KELENDERIS,
later Gilindire (Aydincik) Rough Cilicia Turkey.
On the coast 46 km W of the modern
Anamur and the center of a region known to Pliny (
HN
5.92) as Kelenderitis. Said by Apollodoros to be a
foundation of Sandokos of Syria and therefore presumably of native origin, Kelenderis was colonized, doubtless
in the 8th c. B.C., by Samians. Included in the Delian
League between 460 and 454 as a way station on the
route to Egypt, with an assessment probably of one
talent, it thereafter has no recorded history. Its coinage
began in the mid 5th c. and continued until the time of
Decius. Survival into the 5th c. of our era is attested by
Hierocles and the
Notitia. Of the recorded inscriptions,
nearly all funerary and datable to the 2d and 3d c., not
one is now to be seen.
The ruins today are overlaid by the expanding modern
village. Fortifications may still be detected, nevertheless,
around the modern lighthouse on the small promontory
which forms and commands the harbor; but the chief
harbor was undoubtedly the fine, landlocked bay with
its famous spring 1.6 km to the W at Soğuk Su.
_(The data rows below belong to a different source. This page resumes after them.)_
//! twsbridge - Broker-agnostic trading types bridged to a TWS-style gateway.
//!
//! This crate translates between a caller's domain objects (instrument
//! specs, order intents) and the wire vocabulary of a TWS-style trading
//! gateway, and correlates the gateway's push-delivered callbacks back into
//! awaitable results and drainable event queues.
//!
//! # Architecture
//!
//! Three components do the work, one facade ties them to a session:
//!
//! - **`wire::ContractNormalizer`** - instrument specs into wire contracts,
//!   including option-symbol decoding and future contract-month inference
//! - **`wire::OrderTranslator`** - order intents into wire orders, raw
//!   order callbacks into canonical event records
//! - **`gateway::CorrelationSink`** - one-shot completion handles plus
//!   multi-producer event queues, fed by the session's callback decoder
//! - **`bridge::TwsBridge`** - the facade: normalize, translate, allocate
//!   ids from the session's initial assignment, send via the transport
//!
//! The session itself (sockets, framing, reconnection) lives behind the
//! [`gateway::GatewayTransport`] trait and is not part of this crate.
//!
//! # Modules
//!
//! - [`bridge`] - Adapter facade over transport, translation and correlation
//! - [`config`] - Configuration loading from TOML files
//! - [`domain`] - Broker-agnostic types: specs, intents, event records
//! - [`error`] - Error types for the crate
//! - [`gateway`] - Transport trait, inbound events, correlation sink
//! - [`trace`] - Optional observer hook over the translation pipeline
//! - [`wire`] - Wire encodings and the normalization/translation core
//!
//! # Example
//!
//! ```no_run
//! use std::sync::Arc;
//! use twsbridge::bridge::TwsBridge;
//! use twsbridge::domain::{ContractSpec, OrderAction, OrderIntent};
//! use twsbridge::gateway::SessionTransport;
//! use rust_decimal_macros::dec;
//!
//! # async fn run() -> twsbridge::error::Result<()> {
//! let (transport, _outbound) = SessionTransport::channel();
//! let bridge = TwsBridge::new(Arc::new(transport));
//!
//! // The session's callback decoder feeds bridge.sink(); once the initial
//! // order id arrives, orders can flow.
//! let spec = ContractSpec::option("AAPL240621C00195000", "SMART", "USD");
//! let intent = OrderIntent::limit(OrderAction::Buy, dec!(1), dec!(4.20));
//! let order_id = bridge.place_order(&spec, &intent).await?;
//! # let _ = order_id;
//! # Ok(())
//! # }
//! ```

pub mod bridge;
pub mod config;
pub mod domain;
pub mod error;
pub mod gateway;
pub mod trace;
pub mod wire;

#[cfg(any(test, feature = "testkit"))]
pub mod testkit;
Here
there are ancient ruins, notably a bath at the head of the
bay and archaeological debris on the peninsula at its
mouth. The most notable monument is the great built
tomb among olive trees to the E of the modern town.
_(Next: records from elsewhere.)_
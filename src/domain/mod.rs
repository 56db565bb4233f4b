//! Broker-agnostic domain types.

mod contract;
mod event;
mod order;

// Instrument types
pub use contract::{AssetType, ComboLeg, ContractSpec, OptionRight};

// Order types
pub use order::{OrderAction, OrderIntent, OrderKind};

// Canonical event records
pub use event::{OrderEvent, OrderEventKind};
//! FILENAME: aggregate/src/group.rs
//! PURPOSE: Partitions a collection by a stringified key.
//! CONTEXT: Group keys are rendered with `Value`'s string conversion, so
//! `true`, `null`, `undefined` and `1.5` become the group names a template
//! sees. Groups hold references into the input; nothing is cloned or moved.

use rustc_hash::FxHashMap;
use value::Record;

use crate::selector::{extract, KeySelector};

/// Stringified key -> elements with that key, in input order.
pub type GroupMap<'a, T> = FxHashMap<String, Vec<&'a T>>;

/// Groups `items` by the value `key` selects.
///
/// Returns `None` for a missing collection and an empty map for an empty
/// one. Within every group the original relative order is kept.
pub fn group_by<'a, T: Record>(
    items: Option<&'a [T]>,
    key: &KeySelector<'_, T>,
) -> Option<GroupMap<'a, T>> {
    let items = items?;
    let selector = key.as_selector();

    let mut groups: GroupMap<'a, T> = FxHashMap::default();
    for item in items {
        let group_key = extract(item, selector).to_string();
        groups.entry(group_key).or_default().push(item);
    }

    log::trace!(
        "group_by: {} elements into {} groups",
        items.len(),
        groups.len()
    );

    Some(groups)
}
There are handsome but much destroyed rock-cut tombs
at Duruhan 9.6 km to the N.
BIBLIOGRAPHY
R. Heberdey & A. Wilhelm, “Reisen
in Kilikien,”
DenkschrWien 44 (1896) 1-168; A.H.M.
Jones,
Cities of the Eastern Roman Provinces (1937);
B. V. Head,
Historia Numorum (2d ed. 1911) 718;
Sylloge Nummorum Graecorum, Deutschland, Sammlung v. Aulock, Kilikien (1966) pl. 190.